Task :: Of the material below, only the lines from the line containing "self.take_with(index, T::try_from)" down to the line containing "pub fn into_described(self)" belong in the answer, written out exactly.

Provided records ::
**********

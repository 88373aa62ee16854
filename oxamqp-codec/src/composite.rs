//! Composite types: a descriptor plus an ordered list of fields
//!
//! A composite is kept as a fixed-size record of optional fields. Trailing
//! absent fields are only dropped when the record is turned into a [`List`]
//! for encoding, so a record built from `k` arguments encodes exactly like
//! one built from all of its fields with the remainder left absent.

use std::fmt::Display;

use serde::{de, ser};

use crate::{
    __constants::{DESCRIBED_LIST, DESCRIPTOR},
    described::Described,
    descriptor::{descriptor_code, Descriptor},
    list::List,
    primitives::Symbol,
    value::Value,
    Error,
};

/// Name and optionality of one field of a composite
#[derive(Debug, Clone, Copy, PartialEq, Eq)]
pub struct FieldSpec {
    /// Field name
    pub name: &'static str,

    /// Whether the field must be present
    pub mandatory: bool,
}

impl FieldSpec {
    /// An optional field
    pub const fn optional(name: &'static str) -> Self {
        Self {
            name,
            mandatory: false,
        }
    }

    /// A mandatory field
    pub const fn mandatory(name: &'static str) -> Self {
        Self {
            name,
            mandatory: true,
        }
    }
}

/// Static metadata of a composite type
#[derive(Debug, PartialEq, Eq)]
pub struct CompositeType {
    /// Symbolic descriptor, e.g. `amqp:released:list`
    pub name: &'static str,

    /// Numeric descriptor code
    pub code: u64,

    /// Fields in wire order
    pub fields: &'static [FieldSpec],
}

impl CompositeType {
    /// Declares a composite type from a domain id and descriptor id
    pub const fn new(
        name: &'static str,
        domain: u32,
        id: u32,
        fields: &'static [FieldSpec],
    ) -> Self {
        Self {
            name,
            code: descriptor_code(domain, id),
            fields,
        }
    }

    /// Number of declared fields
    pub fn arity(&self) -> usize {
        self.fields.len()
    }

    /// The descriptor written on the wire
    pub fn descriptor(&self) -> Descriptor {
        Descriptor::Code(self.code)
    }

    /// The symbolic descriptor
    pub fn symbol(&self) -> Symbol {
        Symbol::from(self.name)
    }

    /// Whether `descriptor` identifies this type, by code or by name
    pub fn matches(&self, descriptor: &Descriptor) -> bool {
        match descriptor {
            Descriptor::Code(code) => *code == self.code,
            Descriptor::Name(name) => name.as_str() == self.name,
        }
    }

    /// The short type name, e.g. `released` for `amqp:released:list`
    pub fn short_name(&self) -> &'static str {
        self.name.split(':').nth(1).unwrap_or(self.name)
    }
}

/// The field values of one composite, always exactly as long as its type
/// declares. `None` marks an absent field.
#[derive(Debug, Clone, PartialEq, Eq)]
pub struct Fields {
    ty: &'static CompositeType,
    values: Vec<Option<Value>>,
}

impl Fields {
    /// All fields absent
    pub fn new(ty: &'static CompositeType) -> Self {
        Self {
            ty,
            values: vec![None; ty.arity()],
        }
    }

    /// Builds the record from positional arguments.
    ///
    /// Fewer arguments than fields pad the rest with absent values and an
    /// explicit null counts as absent. More arguments than fields, or a
    /// mandatory field left absent, fail with [`Error::Argument`].
    pub fn from_positional(
        ty: &'static CompositeType,
        args: impl IntoIterator<Item = Option<Value>>,
    ) -> Result<Self, Error> {
        let mut values: Vec<Option<Value>> = args
            .into_iter()
            .map(|arg| arg.filter(|value| !value.is_null()))
            .collect();

        if values.len() > ty.arity() {
            return Err(Error::argument(format!(
                "{} takes at most {} fields, found {}",
                ty.name,
                ty.arity(),
                values.len()
            )));
        }
        values.resize(ty.arity(), None);

        let fields = Self { ty, values };
        fields.check_mandatory()?;
        Ok(fields)
    }

    /// Builds the record from values already typed by a [`Composite`]
    /// implementation, one per declared field. Mandatory fields are not
    /// checked; untrusted input goes through [`Fields::from_positional`].
    pub fn from_values(
        ty: &'static CompositeType,
        values: impl IntoIterator<Item = Option<Value>>,
    ) -> Self {
        let mut values: Vec<Option<Value>> = values
            .into_iter()
            .map(|value| value.filter(|value| !value.is_null()))
            .collect();
        debug_assert_eq!(values.len(), ty.arity(), "{} arity", ty.name);
        values.resize(ty.arity(), None);
        Self { ty, values }
    }

    /// Builds the record from a decoded field list
    pub fn from_list(ty: &'static CompositeType, list: List) -> Result<Self, Error> {
        Self::from_positional(ty, list.into_iter().map(Some))
    }

    fn check_mandatory(&self) -> Result<(), Error> {
        for (spec, value) in self.ty.fields.iter().zip(self.values.iter()) {
            if spec.mandatory && value.is_none() {
                return Err(Error::argument(format!(
                    "{} is missing mandatory field {}",
                    self.ty.name, spec.name
                )));
            }
        }
        Ok(())
    }

    /// The composite type
    pub fn composite_type(&self) -> &'static CompositeType {
        self.ty
    }

    /// Number of fields, which is always the declared arity
    pub fn len(&self) -> usize {
        self.values.len()
    }

    /// Whether the type declares no fields
    pub fn is_empty(&self) -> bool {
        self.values.is_empty()
    }

    /// Get the field at `index`
    pub fn get(&self, index: usize) -> Option<&Value> {
        self.values.get(index).and_then(Option::as_ref)
    }

    /// Set the field at `index`. A null value marks the field absent.
    pub fn set(&mut self, index: usize, value: impl Into<Value>) -> Result<(), Error> {
        let arity = self.ty.arity();
        let slot = self.values.get_mut(index).ok_or(Error::Index { index, len: arity })?;
        let value = value.into();
        *slot = match value.is_null() {
            true => None,
            false => Some(value),
        };
        Ok(())
    }

    /// Take the raw field at `index`, leaving it absent
    pub fn take(&mut self, index: usize) -> Option<Value> {
        self.values.get_mut(index).and_then(Option::take)
    }

    /// Take the field at `index` and convert it
    pub fn take_as<T>(&mut self, index: usize) -> Result<Option<T>, Error>
    where
        T: TryFrom<Value, Error = Value>,
    {
        self.take_with(index, T::try_from)
    }

    /// Take the field at `index` and convert it with `convert`, which hands
    /// back the value it could not convert
    pub fn take_with<T, F>(&mut self, index: usize, convert: F) -> Result<Option<T>, Error>
    where
        F: FnOnce(Value) -> Result<T, Value>,
    {
        match self.take(index) {
            Some(value) => convert(value).map(Some).map_err(|found| {
                Error::validation(
                    format!("{} field {}", self.ty.name, self.field_name(index)),
                    found,
                )
            }),
            None => Ok(None),
        }
    }

    /// Take a mandatory field and convert it
    pub fn take_required<T>(&mut self, index: usize) -> Result<T, Error>
    where
        T: TryFrom<Value, Error = Value>,
    {
        self.take_as(index)?.ok_or_else(|| {
            Error::argument(format!(
                "{} is missing mandatory field {}",
                self.ty.name,
                self.field_name(index)
            ))
        })
    }

    fn field_name(&self, index: usize) -> &'static str {
        self.ty.fields.get(index).map(|f| f.name).unwrap_or("?")
    }

    /// The field list as encoded: trailing absent fields are dropped and
    /// interior absent fields become null
    pub fn to_list(&self) -> List {
        self.clone().into_list()
    }

    /// Consumes the record into its encoded field list
    pub fn into_list(self) -> List {
        let mut values = self.values;
        while let Some(None) = values.last() {
            values.pop();
        }
        values
            .into_iter()
            .map(|value| value.unwrap_or(Value::Null))
            .collect()
    }

    /// Consumes the record into a described list
    pub fn into_described(self) -> Described<Value> {
        Described::new(self.ty.descriptor(), Value::List(self.into_list()))
    }
}

impl Display for Fields {
    /// `short-name(v0, v1, ...)` with trailing absent fields left out
    fn fmt(&self, f: &mut std::fmt::Formatter<'_>) -> std::fmt::Result {
        self.to_list().fmt_with_name(self.ty.short_name(), f)
    }
}

impl ser::Serialize for Fields {
    /// Written as a described list, with trailing absent fields dropped
    fn serialize<S>(&self, serializer: S) -> Result<S::Ok, S::Error>
    where
        S: ser::Serializer,
    {
        use ser::SerializeStruct;

        let list = self.to_list();
        let mut state = serializer.serialize_struct(DESCRIBED_LIST, list.len() + 1)?;
        state.serialize_field(DESCRIPTOR, &self.ty.descriptor())?;
        for (index, value) in list.iter().enumerate() {
            state.serialize_field(self.field_name(index), value)?;
        }
        state.end()
    }
}

/// Reads a described list and converts it with
/// [`Composite::try_from_described`]
pub fn deserialize_composite<'de, T, D>(deserializer: D) -> Result<T, D::Error>
where
    T: Composite,
    D: de::Deserializer<'de>,
{
    let described = <Described<Value> as de::Deserialize>::deserialize(deserializer)?;
    T::try_from_described(described).map_err(de::Error::custom)
}

/// Implements `Serialize` and `Deserialize` for types implementing both
/// [`Composite`] and `Clone`
#[macro_export]
macro_rules! impl_composite_serde {
    ($($ty:ty),* $(,)?) => {
        $(
            impl $crate::serde::Serialize for $ty {
                fn serialize<S>(&self, serializer: S) -> Result<S::Ok, S::Error>
                where
                    S: $crate::serde::Serializer,
                {
                    let fields = $crate::composite::Composite::into_fields(self.clone());
                    $crate::serde::Serialize::serialize(&fields, serializer)
                }
            }

            impl<'de> $crate::serde::Deserialize<'de> for $ty {
                fn deserialize<D>(deserializer: D) -> Result<Self, D::Error>
                where
                    D: $crate::serde::Deserializer<'de>,
                {
                    $crate::composite::deserialize_composite(deserializer)
                }
            }
        )*
    };
}

/// A Rust type that maps onto a composite type
pub trait Composite: Sized {
    /// Descriptor and field layout
    const TYPE: &'static CompositeType;

    /// Splits the value into its fields
    fn into_fields(self) -> Fields;

    /// Rebuilds the value from its fields
    fn from_fields(fields: Fields) -> Result<Self, Error>;

    /// Converts into a described [`Value`]
    fn into_value(self) -> Value {
        Value::Described(Box::new(self.into_fields().into_described()))
    }

    /// Converts from a described list whose descriptor matches [`Self::TYPE`]
    fn try_from_described(described: Described<Value>) -> Result<Self, Error> {
        if !Self::TYPE.matches(&described.descriptor) {
            return Err(Error::validation(Self::TYPE.name, &described.descriptor));
        }
        match described.value {
            Value::List(list) => Self::from_fields(Fields::from_list(Self::TYPE, list)?),
            other => Err(Error::validation(
                format!("{} field list", Self::TYPE.name),
                other,
            )),
        }
    }

    /// Converts from a described [`Value`]
    fn try_from_value(value: Value) -> Result<Self, Error> {
        match value {
            Value::Described(described) => Self::try_from_described(*described),
            other => Err(Error::validation(Self::TYPE.name, other)),
        }
    }
}

#[cfg(test)]
mod tests {
    use super::*;
    use crate::ser::to_vec;

    const PAIR_FIELDS: &[FieldSpec] = &[
        FieldSpec::mandatory("first"),
        FieldSpec::optional("second"),
        FieldSpec::optional("third"),
    ];
    static PAIR: CompositeType = CompositeType::new("test:pair:list", 0x0000_0000, 0x0000_00f0, PAIR_FIELDS);

    #[test]
    fn trailing_absent_fields_encode_identically() {
        let short = Fields::from_positional(&PAIR, [Some(Value::Long(1))]).unwrap();
        let full = Fields::from_positional(
            &PAIR,
            [Some(Value::Long(1)), None, Some(Value::Null)],
        )
        .unwrap();

        assert_eq!(short, full);
        let short = to_vec(&Value::from(short.into_described())).unwrap();
        let full = to_vec(&Value::from(full.into_described())).unwrap();
        assert_eq!(short, full);
    }

    #[test]
    fn interior_absent_field_becomes_null() {
        let fields =
            Fields::from_positional(&PAIR, [Some(Value::Long(1)), None, Some(Value::Bool(true))])
                .unwrap();
        assert_eq!(
            fields.to_list(),
            List::from_values([Value::Long(1), Value::Null, Value::Bool(true)])
        );
    }

    #[test]
    fn excess_arguments_are_rejected() {
        let args = vec![Some(Value::Long(1)); 4];
        assert!(matches!(
            Fields::from_positional(&PAIR, args),
            Err(Error::Argument(_))
        ));
    }

    #[test]
    fn missing_mandatory_field_is_rejected() {
        assert!(matches!(
            Fields::from_positional(&PAIR, [None, Some(Value::Long(2))]),
            Err(Error::Argument(_))
        ));
    }

    #[test]
    fn fields_serialize_like_their_described_value() {
        let fields =
            Fields::from_positional(&PAIR, [Some(Value::Long(1)), None, Some(Value::Bool(true))])
                .unwrap();
        let direct = to_vec(&fields).unwrap();
        let via_value = to_vec(&Value::from(fields.into_described())).unwrap();
        assert_eq!(direct, via_value);
        assert_eq!(&direct[..3], &[0x00, 0x53, 0xf0]);
    }

    #[test]
    fn empty_fields_serialize_as_list0() {
        let fields = Fields::new(&PAIR);
        assert_eq!(to_vec(&fields).unwrap(), vec![0x00, 0x53, 0xf0, 0x45]);
    }

    #[test]
    fn composite_display_uses_short_name() {
        let fields = Fields::from_positional(&PAIR, [Some(Value::Long(1))]).unwrap();
        assert_eq!(fields.to_string(), "pair(long(1))");
    }
}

**********

Answer to this exercise ::
        self.take_with(index, T::try_from)
    }

    /// Take the field at `index` and convert it with `convert`, which hands
    /// back the value it could not convert
    pub fn take_with<T, F>(&mut self, index: usize, convert: F) -> Result<Option<T>, Error>
    where
        F: FnOnce(Value) -> Result<T, Value>,
    {
        match self.take(index) {
            Some(value) => convert(value).map(Some).map_err(|found| {
                Error::validation(
                    format!("{} field {}", self.ty.name, self.field_name(index)),
                    found,
                )
            }),
            None => Ok(None),
        }
    }

    /// Take a mandatory field and convert it
    pub fn take_required<T>(&mut self, index: usize) -> Result<T, Error>
    where
        T: TryFrom<Value, Error = Value>,
    {
        self.take_as(index)?.ok_or_else(|| {
            Error::argument(format!(
                "{} is missing mandatory field {}",
                self.ty.name,
                self.field_name(index)
            ))
        })
    }

    fn field_name(&self, index: usize) -> &'static str {
        self.ty.fields.get(index).map(|f| f.name).unwrap_or("?")
    }

    /// The field list as encoded: trailing absent fields are dropped and
    /// interior absent fields become null
    pub fn to_list(&self) -> List {
        self.clone().into_list()
    }

    /// Consumes the record into its encoded field list
    pub fn into_list(self) -> List {
        let mut values = self.values;
        while let Some(None) = values.last() {
            values.pop();
        }
        values
            .into_iter()
            .map(|value| value.unwrap_or(Value::Null))
            .collect()
    }

    /// Consumes the record into a described list
    pub fn into_described(self) -> Described<Value> {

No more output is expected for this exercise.